**About this task**
For each line of the listing that holds "unwrap", show the full line.

======== Data to use ========

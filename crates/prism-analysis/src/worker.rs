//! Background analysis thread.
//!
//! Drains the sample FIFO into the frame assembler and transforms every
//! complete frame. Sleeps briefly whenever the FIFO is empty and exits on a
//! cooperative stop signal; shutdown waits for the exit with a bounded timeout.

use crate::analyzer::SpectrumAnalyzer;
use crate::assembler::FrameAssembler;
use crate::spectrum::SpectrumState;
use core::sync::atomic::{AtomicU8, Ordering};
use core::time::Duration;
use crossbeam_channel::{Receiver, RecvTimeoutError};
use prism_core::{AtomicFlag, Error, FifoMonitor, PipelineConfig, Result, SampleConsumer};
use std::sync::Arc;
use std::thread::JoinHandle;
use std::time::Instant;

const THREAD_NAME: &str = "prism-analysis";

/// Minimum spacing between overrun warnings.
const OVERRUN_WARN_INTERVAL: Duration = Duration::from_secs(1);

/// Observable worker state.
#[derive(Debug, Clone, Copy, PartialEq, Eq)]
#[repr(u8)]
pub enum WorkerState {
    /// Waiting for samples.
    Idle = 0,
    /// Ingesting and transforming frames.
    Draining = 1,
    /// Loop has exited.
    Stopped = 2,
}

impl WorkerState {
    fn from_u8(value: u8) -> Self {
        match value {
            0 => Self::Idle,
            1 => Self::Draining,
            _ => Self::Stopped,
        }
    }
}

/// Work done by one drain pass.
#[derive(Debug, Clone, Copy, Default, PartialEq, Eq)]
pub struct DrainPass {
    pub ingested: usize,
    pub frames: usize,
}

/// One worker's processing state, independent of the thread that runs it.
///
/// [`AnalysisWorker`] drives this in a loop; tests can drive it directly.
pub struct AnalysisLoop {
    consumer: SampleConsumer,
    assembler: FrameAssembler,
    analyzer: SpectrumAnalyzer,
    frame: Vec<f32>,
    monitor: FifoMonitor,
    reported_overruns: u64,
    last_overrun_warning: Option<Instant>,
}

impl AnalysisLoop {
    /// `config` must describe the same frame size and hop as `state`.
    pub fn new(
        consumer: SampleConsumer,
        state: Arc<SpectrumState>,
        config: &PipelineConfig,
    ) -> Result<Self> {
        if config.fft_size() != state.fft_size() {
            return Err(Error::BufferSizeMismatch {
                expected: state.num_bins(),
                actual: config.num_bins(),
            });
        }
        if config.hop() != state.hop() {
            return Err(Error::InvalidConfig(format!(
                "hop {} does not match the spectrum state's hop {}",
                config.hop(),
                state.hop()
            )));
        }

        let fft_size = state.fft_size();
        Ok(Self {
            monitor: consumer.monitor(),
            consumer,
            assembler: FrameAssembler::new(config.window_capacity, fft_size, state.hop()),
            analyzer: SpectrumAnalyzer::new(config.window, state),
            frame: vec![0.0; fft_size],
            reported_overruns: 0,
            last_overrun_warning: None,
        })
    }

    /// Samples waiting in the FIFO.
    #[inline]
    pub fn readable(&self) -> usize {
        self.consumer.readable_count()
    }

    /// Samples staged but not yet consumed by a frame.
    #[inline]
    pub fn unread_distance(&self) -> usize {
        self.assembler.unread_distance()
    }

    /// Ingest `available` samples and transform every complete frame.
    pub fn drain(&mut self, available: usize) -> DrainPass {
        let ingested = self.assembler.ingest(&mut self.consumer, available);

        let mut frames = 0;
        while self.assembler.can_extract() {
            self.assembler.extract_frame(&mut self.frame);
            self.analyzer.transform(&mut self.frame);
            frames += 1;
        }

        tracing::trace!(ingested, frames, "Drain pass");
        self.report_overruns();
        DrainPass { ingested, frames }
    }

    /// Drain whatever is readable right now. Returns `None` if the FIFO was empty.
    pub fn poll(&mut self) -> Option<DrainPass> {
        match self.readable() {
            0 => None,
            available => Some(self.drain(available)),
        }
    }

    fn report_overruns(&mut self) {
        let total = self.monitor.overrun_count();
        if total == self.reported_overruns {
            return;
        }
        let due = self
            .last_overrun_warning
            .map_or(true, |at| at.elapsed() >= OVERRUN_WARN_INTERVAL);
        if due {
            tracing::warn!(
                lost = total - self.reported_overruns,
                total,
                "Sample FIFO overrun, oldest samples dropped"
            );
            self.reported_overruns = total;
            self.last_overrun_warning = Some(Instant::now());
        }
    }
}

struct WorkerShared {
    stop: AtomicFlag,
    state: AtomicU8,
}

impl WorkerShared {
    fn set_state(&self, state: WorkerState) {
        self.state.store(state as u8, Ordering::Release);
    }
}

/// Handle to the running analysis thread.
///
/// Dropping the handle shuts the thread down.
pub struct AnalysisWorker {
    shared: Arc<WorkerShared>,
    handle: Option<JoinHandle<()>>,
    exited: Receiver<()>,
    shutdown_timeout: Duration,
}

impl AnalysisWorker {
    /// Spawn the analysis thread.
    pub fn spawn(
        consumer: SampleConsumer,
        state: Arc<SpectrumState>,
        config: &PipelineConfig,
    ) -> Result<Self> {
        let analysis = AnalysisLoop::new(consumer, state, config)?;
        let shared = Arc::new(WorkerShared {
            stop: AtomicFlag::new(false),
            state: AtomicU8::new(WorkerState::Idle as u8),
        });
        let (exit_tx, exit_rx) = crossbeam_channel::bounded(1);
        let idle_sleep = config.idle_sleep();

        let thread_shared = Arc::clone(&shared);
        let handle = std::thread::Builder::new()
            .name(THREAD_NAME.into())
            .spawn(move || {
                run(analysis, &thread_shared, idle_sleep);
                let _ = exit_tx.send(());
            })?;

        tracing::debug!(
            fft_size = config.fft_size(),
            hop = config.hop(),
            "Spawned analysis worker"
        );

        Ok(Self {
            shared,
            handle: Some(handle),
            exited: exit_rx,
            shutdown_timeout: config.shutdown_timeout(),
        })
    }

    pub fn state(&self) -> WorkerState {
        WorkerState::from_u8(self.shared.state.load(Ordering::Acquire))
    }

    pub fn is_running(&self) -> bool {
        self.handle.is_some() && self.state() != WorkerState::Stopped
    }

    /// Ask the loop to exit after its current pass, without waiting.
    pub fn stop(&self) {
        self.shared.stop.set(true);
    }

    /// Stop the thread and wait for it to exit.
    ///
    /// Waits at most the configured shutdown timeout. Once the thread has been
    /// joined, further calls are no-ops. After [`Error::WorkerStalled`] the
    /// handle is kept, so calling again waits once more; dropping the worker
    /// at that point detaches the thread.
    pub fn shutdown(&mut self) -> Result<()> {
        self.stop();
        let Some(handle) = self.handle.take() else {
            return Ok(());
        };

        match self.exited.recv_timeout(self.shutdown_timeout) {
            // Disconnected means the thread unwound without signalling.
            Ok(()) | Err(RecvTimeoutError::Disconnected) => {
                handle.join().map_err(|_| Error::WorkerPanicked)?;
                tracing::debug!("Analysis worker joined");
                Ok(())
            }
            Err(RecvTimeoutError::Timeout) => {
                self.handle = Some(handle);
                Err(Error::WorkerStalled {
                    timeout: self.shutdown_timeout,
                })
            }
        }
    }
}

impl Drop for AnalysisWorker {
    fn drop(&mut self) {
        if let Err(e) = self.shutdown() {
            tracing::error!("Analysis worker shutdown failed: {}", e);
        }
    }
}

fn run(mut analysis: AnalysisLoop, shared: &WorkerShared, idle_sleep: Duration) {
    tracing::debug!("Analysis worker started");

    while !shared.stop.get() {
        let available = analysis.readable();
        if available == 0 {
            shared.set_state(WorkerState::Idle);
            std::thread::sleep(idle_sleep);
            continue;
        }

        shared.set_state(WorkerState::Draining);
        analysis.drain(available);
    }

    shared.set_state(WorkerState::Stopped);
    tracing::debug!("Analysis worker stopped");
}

========
======== Data to use ========

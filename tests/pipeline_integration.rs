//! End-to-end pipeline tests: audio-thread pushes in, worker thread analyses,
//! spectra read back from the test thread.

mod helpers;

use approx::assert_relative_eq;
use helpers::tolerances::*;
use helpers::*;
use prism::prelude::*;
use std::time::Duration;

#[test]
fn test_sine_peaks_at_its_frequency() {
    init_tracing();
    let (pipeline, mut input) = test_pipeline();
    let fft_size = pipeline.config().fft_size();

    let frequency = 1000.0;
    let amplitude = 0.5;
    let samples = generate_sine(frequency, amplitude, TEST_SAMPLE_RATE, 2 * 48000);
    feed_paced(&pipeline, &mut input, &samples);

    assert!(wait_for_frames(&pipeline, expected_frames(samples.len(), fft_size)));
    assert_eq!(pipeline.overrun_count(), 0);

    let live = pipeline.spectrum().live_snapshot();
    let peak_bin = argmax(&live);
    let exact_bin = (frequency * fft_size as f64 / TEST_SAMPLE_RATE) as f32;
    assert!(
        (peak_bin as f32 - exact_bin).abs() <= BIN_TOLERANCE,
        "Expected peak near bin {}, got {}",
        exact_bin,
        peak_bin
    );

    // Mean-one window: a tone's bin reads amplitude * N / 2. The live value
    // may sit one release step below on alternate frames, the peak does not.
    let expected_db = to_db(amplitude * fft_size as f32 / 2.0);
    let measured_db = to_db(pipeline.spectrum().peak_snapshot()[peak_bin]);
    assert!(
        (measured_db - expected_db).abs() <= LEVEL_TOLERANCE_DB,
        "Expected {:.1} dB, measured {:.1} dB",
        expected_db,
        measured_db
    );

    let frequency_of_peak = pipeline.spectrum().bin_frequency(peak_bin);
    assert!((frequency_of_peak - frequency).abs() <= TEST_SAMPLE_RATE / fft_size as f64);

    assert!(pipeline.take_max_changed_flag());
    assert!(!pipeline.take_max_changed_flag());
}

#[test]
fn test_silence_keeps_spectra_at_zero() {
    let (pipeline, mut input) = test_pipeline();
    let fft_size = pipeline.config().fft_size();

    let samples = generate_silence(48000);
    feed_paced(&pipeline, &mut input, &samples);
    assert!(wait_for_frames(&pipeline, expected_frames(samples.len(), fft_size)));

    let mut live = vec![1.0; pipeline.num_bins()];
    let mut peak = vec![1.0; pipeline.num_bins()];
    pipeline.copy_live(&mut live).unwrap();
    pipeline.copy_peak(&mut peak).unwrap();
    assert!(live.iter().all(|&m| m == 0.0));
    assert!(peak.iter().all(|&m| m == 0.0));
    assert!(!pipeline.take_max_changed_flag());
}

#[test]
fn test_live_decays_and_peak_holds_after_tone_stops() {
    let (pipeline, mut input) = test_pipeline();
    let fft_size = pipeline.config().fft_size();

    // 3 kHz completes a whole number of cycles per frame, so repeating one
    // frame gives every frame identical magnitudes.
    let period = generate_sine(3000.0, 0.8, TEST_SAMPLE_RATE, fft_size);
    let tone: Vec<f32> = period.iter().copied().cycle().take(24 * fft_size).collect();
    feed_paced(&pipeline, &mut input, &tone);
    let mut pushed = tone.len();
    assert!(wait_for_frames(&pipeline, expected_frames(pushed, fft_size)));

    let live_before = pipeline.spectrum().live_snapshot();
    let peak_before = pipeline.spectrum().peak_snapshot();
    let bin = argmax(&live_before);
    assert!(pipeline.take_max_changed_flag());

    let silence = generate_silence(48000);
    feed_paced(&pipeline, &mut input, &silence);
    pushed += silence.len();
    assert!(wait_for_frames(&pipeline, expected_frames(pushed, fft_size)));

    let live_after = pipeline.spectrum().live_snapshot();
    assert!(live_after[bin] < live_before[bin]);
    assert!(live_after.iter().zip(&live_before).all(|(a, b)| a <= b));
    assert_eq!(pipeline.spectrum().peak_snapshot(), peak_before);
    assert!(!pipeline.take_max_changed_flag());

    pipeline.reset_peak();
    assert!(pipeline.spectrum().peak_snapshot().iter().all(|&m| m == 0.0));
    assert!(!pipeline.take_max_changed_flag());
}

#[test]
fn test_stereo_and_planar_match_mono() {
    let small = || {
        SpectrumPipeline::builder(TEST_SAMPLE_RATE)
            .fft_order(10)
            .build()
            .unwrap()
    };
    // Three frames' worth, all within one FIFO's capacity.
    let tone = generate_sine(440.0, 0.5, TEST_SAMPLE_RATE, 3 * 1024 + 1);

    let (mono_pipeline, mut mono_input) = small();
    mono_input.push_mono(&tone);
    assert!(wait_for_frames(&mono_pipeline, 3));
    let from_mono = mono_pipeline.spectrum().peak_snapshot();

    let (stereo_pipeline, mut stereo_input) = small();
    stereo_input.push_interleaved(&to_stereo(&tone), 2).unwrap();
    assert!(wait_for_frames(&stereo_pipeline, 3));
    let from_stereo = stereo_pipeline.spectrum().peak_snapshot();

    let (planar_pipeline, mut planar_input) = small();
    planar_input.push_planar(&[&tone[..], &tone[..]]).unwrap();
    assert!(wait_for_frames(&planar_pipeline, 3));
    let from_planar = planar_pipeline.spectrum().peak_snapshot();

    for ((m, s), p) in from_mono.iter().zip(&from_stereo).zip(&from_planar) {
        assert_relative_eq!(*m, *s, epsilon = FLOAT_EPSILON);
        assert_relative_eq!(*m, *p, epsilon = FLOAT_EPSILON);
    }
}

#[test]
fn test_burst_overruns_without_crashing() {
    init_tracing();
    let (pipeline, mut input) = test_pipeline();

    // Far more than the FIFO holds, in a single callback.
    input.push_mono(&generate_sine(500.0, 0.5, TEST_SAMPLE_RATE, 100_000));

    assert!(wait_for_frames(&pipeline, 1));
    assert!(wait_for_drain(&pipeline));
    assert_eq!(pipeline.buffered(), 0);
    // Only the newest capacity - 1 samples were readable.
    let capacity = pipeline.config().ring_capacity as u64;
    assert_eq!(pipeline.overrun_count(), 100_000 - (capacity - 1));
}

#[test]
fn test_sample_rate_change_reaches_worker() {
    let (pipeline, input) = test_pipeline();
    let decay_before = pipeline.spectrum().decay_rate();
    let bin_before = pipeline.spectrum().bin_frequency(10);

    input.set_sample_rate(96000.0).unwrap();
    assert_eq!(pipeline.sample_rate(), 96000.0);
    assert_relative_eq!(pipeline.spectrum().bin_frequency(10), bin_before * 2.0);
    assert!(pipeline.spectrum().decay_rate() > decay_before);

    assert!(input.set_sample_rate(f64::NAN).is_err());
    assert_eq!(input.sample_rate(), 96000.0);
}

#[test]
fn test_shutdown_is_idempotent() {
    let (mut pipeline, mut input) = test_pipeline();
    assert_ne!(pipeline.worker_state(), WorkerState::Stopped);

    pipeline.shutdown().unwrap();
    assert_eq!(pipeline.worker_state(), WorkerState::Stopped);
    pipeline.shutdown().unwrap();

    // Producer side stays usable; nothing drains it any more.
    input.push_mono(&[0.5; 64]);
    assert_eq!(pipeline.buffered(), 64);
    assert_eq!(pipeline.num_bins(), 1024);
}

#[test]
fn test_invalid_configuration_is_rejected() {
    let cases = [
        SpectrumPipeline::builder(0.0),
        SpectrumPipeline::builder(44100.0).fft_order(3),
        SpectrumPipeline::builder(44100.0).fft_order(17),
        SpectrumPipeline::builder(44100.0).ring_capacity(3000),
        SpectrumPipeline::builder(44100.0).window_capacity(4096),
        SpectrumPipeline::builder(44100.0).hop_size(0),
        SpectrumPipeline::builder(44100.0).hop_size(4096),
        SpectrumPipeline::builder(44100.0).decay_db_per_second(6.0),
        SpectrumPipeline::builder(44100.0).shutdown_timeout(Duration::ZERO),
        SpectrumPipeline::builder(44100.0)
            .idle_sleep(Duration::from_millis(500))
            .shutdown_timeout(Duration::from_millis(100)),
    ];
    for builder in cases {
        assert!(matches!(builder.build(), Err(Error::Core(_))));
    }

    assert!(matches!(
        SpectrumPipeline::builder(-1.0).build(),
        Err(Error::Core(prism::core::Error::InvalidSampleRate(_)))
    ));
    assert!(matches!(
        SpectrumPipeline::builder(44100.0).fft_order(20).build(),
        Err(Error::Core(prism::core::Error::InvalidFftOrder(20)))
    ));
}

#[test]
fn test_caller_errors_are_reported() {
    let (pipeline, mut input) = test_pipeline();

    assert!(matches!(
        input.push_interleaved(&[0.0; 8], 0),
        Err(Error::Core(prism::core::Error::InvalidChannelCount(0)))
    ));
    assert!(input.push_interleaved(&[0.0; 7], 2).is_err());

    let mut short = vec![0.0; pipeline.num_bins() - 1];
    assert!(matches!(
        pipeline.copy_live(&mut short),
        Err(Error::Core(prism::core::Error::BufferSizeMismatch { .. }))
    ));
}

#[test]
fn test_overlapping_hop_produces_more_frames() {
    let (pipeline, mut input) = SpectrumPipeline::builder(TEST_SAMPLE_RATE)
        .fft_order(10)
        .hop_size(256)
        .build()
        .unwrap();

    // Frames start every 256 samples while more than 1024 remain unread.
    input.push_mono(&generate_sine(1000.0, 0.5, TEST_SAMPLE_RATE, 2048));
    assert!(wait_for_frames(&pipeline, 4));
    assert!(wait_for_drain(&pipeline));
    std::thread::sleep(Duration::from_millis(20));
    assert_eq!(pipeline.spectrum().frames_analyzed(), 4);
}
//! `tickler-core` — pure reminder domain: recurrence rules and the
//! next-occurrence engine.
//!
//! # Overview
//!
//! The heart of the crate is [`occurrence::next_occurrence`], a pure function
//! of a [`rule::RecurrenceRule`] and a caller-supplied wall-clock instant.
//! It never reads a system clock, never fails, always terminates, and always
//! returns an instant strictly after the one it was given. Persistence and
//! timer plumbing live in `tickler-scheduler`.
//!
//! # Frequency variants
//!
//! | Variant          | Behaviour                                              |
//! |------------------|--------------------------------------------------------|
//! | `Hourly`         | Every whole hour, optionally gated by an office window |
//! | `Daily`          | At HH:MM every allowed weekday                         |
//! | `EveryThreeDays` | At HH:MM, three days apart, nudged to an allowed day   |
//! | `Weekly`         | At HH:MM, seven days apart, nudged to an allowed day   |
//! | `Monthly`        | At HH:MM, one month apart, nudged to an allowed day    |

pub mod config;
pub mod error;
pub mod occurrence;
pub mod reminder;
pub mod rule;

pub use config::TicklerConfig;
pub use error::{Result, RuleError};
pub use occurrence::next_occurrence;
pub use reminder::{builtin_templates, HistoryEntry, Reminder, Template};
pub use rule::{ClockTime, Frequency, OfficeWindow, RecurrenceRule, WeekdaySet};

========
======== Data to use ========

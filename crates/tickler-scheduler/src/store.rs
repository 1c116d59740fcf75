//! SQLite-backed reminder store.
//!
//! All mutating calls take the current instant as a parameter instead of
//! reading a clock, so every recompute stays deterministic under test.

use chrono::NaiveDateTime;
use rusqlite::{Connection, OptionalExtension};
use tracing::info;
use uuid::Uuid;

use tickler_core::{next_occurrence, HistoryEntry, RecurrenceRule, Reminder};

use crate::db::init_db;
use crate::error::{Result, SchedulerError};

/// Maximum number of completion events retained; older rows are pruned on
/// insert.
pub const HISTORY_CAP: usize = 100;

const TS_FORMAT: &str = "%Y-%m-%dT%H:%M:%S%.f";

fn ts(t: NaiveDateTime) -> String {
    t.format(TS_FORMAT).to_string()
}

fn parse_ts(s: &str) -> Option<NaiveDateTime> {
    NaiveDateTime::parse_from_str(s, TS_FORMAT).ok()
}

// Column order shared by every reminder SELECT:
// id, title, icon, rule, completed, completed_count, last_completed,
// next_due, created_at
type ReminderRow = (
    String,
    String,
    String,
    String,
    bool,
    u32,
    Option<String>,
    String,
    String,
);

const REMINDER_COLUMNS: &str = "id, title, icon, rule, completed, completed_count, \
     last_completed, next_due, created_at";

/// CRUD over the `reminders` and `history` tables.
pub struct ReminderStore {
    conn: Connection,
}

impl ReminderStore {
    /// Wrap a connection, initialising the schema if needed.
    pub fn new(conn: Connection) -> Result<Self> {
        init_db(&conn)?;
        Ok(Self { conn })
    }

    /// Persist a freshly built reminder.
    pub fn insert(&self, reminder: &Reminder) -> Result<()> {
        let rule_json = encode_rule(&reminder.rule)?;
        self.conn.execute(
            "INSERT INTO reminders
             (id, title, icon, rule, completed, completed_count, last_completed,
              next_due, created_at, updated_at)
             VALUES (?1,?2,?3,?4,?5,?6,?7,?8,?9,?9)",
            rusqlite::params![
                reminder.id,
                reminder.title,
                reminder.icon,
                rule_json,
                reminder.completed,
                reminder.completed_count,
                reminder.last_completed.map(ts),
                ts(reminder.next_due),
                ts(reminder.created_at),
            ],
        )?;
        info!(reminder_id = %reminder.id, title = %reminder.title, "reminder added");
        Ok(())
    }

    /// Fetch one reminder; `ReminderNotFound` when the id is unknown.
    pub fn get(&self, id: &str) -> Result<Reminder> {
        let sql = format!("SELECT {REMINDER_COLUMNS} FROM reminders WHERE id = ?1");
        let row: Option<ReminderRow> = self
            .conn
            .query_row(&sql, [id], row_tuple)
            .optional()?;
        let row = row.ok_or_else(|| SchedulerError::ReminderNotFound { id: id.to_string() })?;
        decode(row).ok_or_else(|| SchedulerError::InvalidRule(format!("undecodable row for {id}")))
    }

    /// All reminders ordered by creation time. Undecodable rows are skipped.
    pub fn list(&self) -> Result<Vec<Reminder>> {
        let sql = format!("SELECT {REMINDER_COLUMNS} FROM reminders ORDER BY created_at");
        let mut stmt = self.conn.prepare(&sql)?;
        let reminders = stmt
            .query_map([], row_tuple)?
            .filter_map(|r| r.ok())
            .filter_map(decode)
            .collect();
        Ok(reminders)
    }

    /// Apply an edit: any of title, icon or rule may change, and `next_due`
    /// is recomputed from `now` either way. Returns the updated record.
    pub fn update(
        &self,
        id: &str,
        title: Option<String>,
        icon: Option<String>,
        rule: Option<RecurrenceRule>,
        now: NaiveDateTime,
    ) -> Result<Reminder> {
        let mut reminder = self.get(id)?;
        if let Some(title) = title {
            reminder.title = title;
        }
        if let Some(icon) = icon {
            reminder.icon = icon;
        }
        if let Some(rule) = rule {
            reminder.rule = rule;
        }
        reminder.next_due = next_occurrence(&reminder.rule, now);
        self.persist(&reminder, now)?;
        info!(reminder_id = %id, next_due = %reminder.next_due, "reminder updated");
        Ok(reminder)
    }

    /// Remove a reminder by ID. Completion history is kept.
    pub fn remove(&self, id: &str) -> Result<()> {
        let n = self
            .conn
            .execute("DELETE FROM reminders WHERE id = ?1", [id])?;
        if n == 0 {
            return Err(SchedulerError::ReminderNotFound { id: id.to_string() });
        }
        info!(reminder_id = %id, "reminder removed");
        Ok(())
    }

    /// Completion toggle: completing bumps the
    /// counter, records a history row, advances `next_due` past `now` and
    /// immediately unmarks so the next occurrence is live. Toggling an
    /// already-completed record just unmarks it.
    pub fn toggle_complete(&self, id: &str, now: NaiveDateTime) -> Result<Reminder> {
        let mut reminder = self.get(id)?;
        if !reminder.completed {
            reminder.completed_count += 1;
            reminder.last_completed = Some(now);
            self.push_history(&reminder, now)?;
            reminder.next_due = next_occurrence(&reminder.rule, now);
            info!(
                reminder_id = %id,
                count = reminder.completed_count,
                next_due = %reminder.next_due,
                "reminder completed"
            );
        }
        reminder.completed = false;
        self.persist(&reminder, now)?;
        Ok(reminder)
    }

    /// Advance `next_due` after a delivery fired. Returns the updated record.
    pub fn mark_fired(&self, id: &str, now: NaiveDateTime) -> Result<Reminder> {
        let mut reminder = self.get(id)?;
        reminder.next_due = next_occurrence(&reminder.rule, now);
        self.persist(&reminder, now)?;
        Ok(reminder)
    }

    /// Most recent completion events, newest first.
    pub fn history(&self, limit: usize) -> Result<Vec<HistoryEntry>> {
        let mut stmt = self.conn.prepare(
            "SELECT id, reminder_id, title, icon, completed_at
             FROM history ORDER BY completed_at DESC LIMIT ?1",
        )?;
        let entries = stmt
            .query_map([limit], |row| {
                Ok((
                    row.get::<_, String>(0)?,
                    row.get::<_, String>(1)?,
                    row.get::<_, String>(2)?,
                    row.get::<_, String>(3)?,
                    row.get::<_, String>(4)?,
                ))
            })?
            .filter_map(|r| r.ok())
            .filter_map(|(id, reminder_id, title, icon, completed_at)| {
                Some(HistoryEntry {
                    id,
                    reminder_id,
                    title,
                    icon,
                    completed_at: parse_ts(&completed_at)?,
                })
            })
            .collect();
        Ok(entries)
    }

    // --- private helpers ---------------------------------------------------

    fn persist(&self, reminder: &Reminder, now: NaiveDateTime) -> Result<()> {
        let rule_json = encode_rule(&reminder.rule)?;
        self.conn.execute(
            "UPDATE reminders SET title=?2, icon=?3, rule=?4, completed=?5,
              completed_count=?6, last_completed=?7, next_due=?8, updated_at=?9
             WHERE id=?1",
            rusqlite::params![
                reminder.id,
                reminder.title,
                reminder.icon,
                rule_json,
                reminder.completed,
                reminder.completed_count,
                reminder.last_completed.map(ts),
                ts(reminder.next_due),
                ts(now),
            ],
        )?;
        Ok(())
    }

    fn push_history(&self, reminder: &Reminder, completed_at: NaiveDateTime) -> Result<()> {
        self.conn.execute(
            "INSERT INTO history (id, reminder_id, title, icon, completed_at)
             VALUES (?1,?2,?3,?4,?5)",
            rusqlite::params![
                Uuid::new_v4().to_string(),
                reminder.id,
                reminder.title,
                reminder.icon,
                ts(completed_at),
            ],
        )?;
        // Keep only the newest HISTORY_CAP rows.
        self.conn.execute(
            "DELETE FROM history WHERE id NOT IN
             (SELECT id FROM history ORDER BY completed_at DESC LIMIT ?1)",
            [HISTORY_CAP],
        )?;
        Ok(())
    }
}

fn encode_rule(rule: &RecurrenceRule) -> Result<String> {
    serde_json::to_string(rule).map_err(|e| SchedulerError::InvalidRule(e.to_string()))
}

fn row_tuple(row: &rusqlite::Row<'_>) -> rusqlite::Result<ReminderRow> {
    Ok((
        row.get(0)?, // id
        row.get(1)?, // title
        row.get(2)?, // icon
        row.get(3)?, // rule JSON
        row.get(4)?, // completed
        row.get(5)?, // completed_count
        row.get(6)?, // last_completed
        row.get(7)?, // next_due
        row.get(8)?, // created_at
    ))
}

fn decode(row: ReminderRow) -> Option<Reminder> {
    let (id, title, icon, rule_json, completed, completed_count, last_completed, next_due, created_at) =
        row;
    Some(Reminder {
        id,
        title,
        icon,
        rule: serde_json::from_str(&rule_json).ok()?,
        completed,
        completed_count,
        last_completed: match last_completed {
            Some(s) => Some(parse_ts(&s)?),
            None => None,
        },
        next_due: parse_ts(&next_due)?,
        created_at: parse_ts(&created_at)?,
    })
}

========

**Solution for this task**
    pipeline.copy_live(&mut live).unwrap();
    pipeline.copy_peak(&mut peak).unwrap();
            .unwrap()
    stereo_input.push_interleaved(&to_stereo(&tone), 2).unwrap();
    planar_input.push_planar(&[&tone[..], &tone[..]]).unwrap();
    input.set_sample_rate(96000.0).unwrap();
    pipeline.shutdown().unwrap();
    pipeline.shutdown().unwrap();
        .unwrap();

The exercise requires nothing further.